Night market in Chiang Mai

  • The Sunday Night market: a staple in Chiang Mai for ten years now, the Sunday Night market has to be seen to be believed. Stretching from the east gate to the centre of the old city along Ratchamanka road, and spilling over onto numerous side markets, this is a must-visit if you’re in Chiang Mai. Plus, the food is amazing as well – with some of the finest ice cream I’ve ever had the privilege of eating. As the name suggests – it’s on every Sunday night.

Ice cream in Chiang Mai

What to Eat

Talking of eating, Chiang Mai has no shortage of options. Being so popular with the expat community means that you can find food options from all over the world.

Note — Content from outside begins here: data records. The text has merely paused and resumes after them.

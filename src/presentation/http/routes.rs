//! Route Configuration
//!
//! Configures all HTTP routes for the API.

use axum::{
    middleware,
    response::IntoResponse,
    routing::get,
    Router,
};

use super::handlers;
use crate::infrastructure::metrics;
use crate::presentation::middleware::track_metrics;
use crate::startup::AppState;

/// Create the main API router
pub fn create_router(state: AppState) -> Router {
    Router::new()
        .merge(loan_routes())
        // Health check endpoints
        .route("/health", get(handlers::health::health_check))
        .route("/health/live", get(handlers::health::liveness))
        .route("/health/ready", get(handlers::health::readiness))
        // Prometheus metrics endpoint
        .route("/metrics", get(metrics_handler))
        .route_layer(middleware::from_fn(track_metrics))
        .with_state(state)
}

/// Prometheus metrics endpoint handler
async fn metrics_handler() -> impl IntoResponse {
    let metrics = metrics::gather_metrics();
    (
        [(
            axum::http::header::CONTENT_TYPE,
            "text/plain; version=0.0.4; charset=utf-8",
        )],
        metrics,
    )
}

/// Loan application routes
fn loan_routes() -> Router<AppState> {
    Router::new()
        .route(
            "/api/loans",
            get(handlers::loan::list_loans).post(handlers::loan::create_loan),
        )
        .route(
            "/api/loans/{loan_id}",
            get(handlers::loan::get_loan)
                .put(handlers::loan::update_loan)
                .delete(handlers::loan::delete_loan),
        )
}
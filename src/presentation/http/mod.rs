//! HTTP API
//!
//! Routes and request handlers.

pub mod handlers;
pub mod routes;
//! # Loan Service
//!
//! A loan application record-management service.
//!
//! This is the application entry point that initializes:
//! - Tracing/logging subsystem
//! - Configuration loading
//! - Storage backend
//! - HTTP server

use anyhow::Result;
use tracing::info;

use loan_service::config::Settings;
use loan_service::startup::Application;

#[tokio::main]
async fn main() -> Result<()> {
    // Initialize tracing subscriber for structured logging
    loan_service::telemetry::init_tracing();

    info!("Starting Loan Service...");

    // Load configuration from environment and config files
    let settings = Settings::load()?;
    info!(
        host = %settings.server.host,
        port = %settings.server.port,
        backend = ?settings.storage.backend,
        environment = %settings.environment,
        "Configuration loaded"
    );

    // Build and run the application
    let application = Application::build(settings).await?;

    info!("Server ready to accept connections");
    application.run_until_stopped().await?;

    Ok(())
}
//! Data Transfer Objects
//!
//! DTOs for API request/response serialization.

pub mod request;
pub mod response;

pub use request::LoanApplicationRequest;
pub use response::LoanApplicationResponse;
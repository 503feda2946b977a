//! Repository Implementations
//!
//! Implementations of the domain repository trait.
//!
//! ## Available Repositories
//!
//! - **PgLoanApplicationRepository** - PostgreSQL-backed storage
//! - **InMemoryLoanApplicationRepository** - process-local storage for tests
//!   and database-less runs
//!
//! ## Usage Example
//!
//! ```rust,ignore
//! use sqlx::PgPool;
//! use crate::infrastructure::repositories::PgLoanApplicationRepository;
//!
//! async fn setup_repository(pool: PgPool) {
//!     let loan_repo = PgLoanApplicationRepository::new(pool);
//! }
//! ```

pub mod loan_application_repository;
pub mod memory_repository;

pub use loan_application_repository::PgLoanApplicationRepository;
pub use memory_repository::InMemoryLoanApplicationRepository;
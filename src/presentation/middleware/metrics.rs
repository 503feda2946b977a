//! HTTP Metrics Middleware
//!
//! Records request counts and latency, labelled with the matched route
//! template so `/api/loans/1` and `/api/loans/2` share a series.

use std::time::Instant;

use axum::{
    extract::{MatchedPath, Request},
    middleware::Next,
    response::Response,
};

use crate::infrastructure::metrics;

const UNMATCHED_PATH: &str = "unmatched";

pub async fn track_metrics(request: Request, next: Next) -> Response {
    let start = Instant::now();
    let method = request.method().to_string();
    let path = request
        .extensions()
        .get::<MatchedPath>()
        .map(|p| p.as_str().to_owned())
        .unwrap_or_else(|| UNMATCHED_PATH.to_owned());

    let response = next.run(request).await;

    metrics::record_http_request(
        &method,
        &path,
        response.status().as_u16(),
        start.elapsed().as_secs_f64(),
    );

    response
}
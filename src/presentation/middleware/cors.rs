//! CORS Middleware Configuration

use axum::http::{HeaderValue, Method};
use tower_http::cors::{AllowOrigin, Any, CorsLayer};

use crate::config::CorsSettings;

/// Methods the loan API answers cross-origin.
pub const ALLOWED_METHODS: [Method; 5] = [
    Method::GET,
    Method::POST,
    Method::PUT,
    Method::DELETE,
    Method::OPTIONS,
];

/// Create CORS layer from settings
pub fn create_cors_layer(settings: &CorsSettings) -> CorsLayer {
    let origins: Vec<HeaderValue> = settings
        .allowed_origins
        .iter()
        .filter_map(|o| o.parse().ok())
        .collect();

    let allow_origin = if origins.is_empty() {
        AllowOrigin::from(Any)
    } else {
        AllowOrigin::list(origins)
    };

    CorsLayer::new()
        .allow_origin(allow_origin)
        .allow_methods(ALLOWED_METHODS.to_vec())
        .allow_headers(Any)
        .max_age(std::time::Duration::from_secs(3600)) // 1 hour default
}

There are however two dishes that you absolutely must try when visiting the city, the specialties of the region. These are:

  • Khao Soi: Khao Soi is a Burmese influenced northern Thai dish consisting of curried noodles with trimmings. You can pick a bowl up for around €1 a go (or more at the fancier establishments), and this is a real must eat in Chiang Mai. Flavours of coconut, crispy noodle, curry, and whatever broth or meat you choose to have it with. Delicious!
  • Sai Ua, or Northern sausage: Literally translated as stuffed intestine, this is one food dish that definitely taste better than it sounds. It features a variety of herbs and spices, as well as red curry paste. It’s a spicy mouthful alright, and should be available at around €0.20 from street vendors.

Where to Stay

Chiang Mai has no shortage of accommodation options to meet every budget need, and given its popularity, prices remain competitive with beds starting at around €2.50. In the busier season of November – February, and particularly around the famous Yi Peng lantern festival in Oct/Nov, it’s wise to book ahead as the best spots can fill up quickly.

One of our favourite spots to stay at in Chiang Mai was the little Parami Guesthouse, about a kilometre east of the old city walls on Charoen Rat Rd. This was a small, eight room affair, with private en-suite rooms going for around €5 per person at time of writing.

Need a place to stay? We have hostels in Chiang Mai from €3.71pppn @ Green Tulip House.

Where to Go Next

Chiang Mai makes a great base for exploring the attractions of northern Thailand. Ideas include:Dragon in Chiang Mai

  • Take a day trip to the Doi Inthanon national park, home of Thailand’s highest mountain. Perfect for visiting hill tribes, sampling coffee, and taking in epic waterfall after epic waterfall.
  • Head on up to Chiang Rai and the golden triangle. Spend some time learning about the history of opium production, visit the wacky white temple, and even pop across to Laos for an hour or so.
  • Get your adrenaline surging with one of the countless adventure activities available in the region. From white water rafting to zip lining – the only thing holding you back will be your budget!
  • Go relax in the even more chilled out town of Pai. There’s not much to see, but there’s a lot of nothing to keep you busy!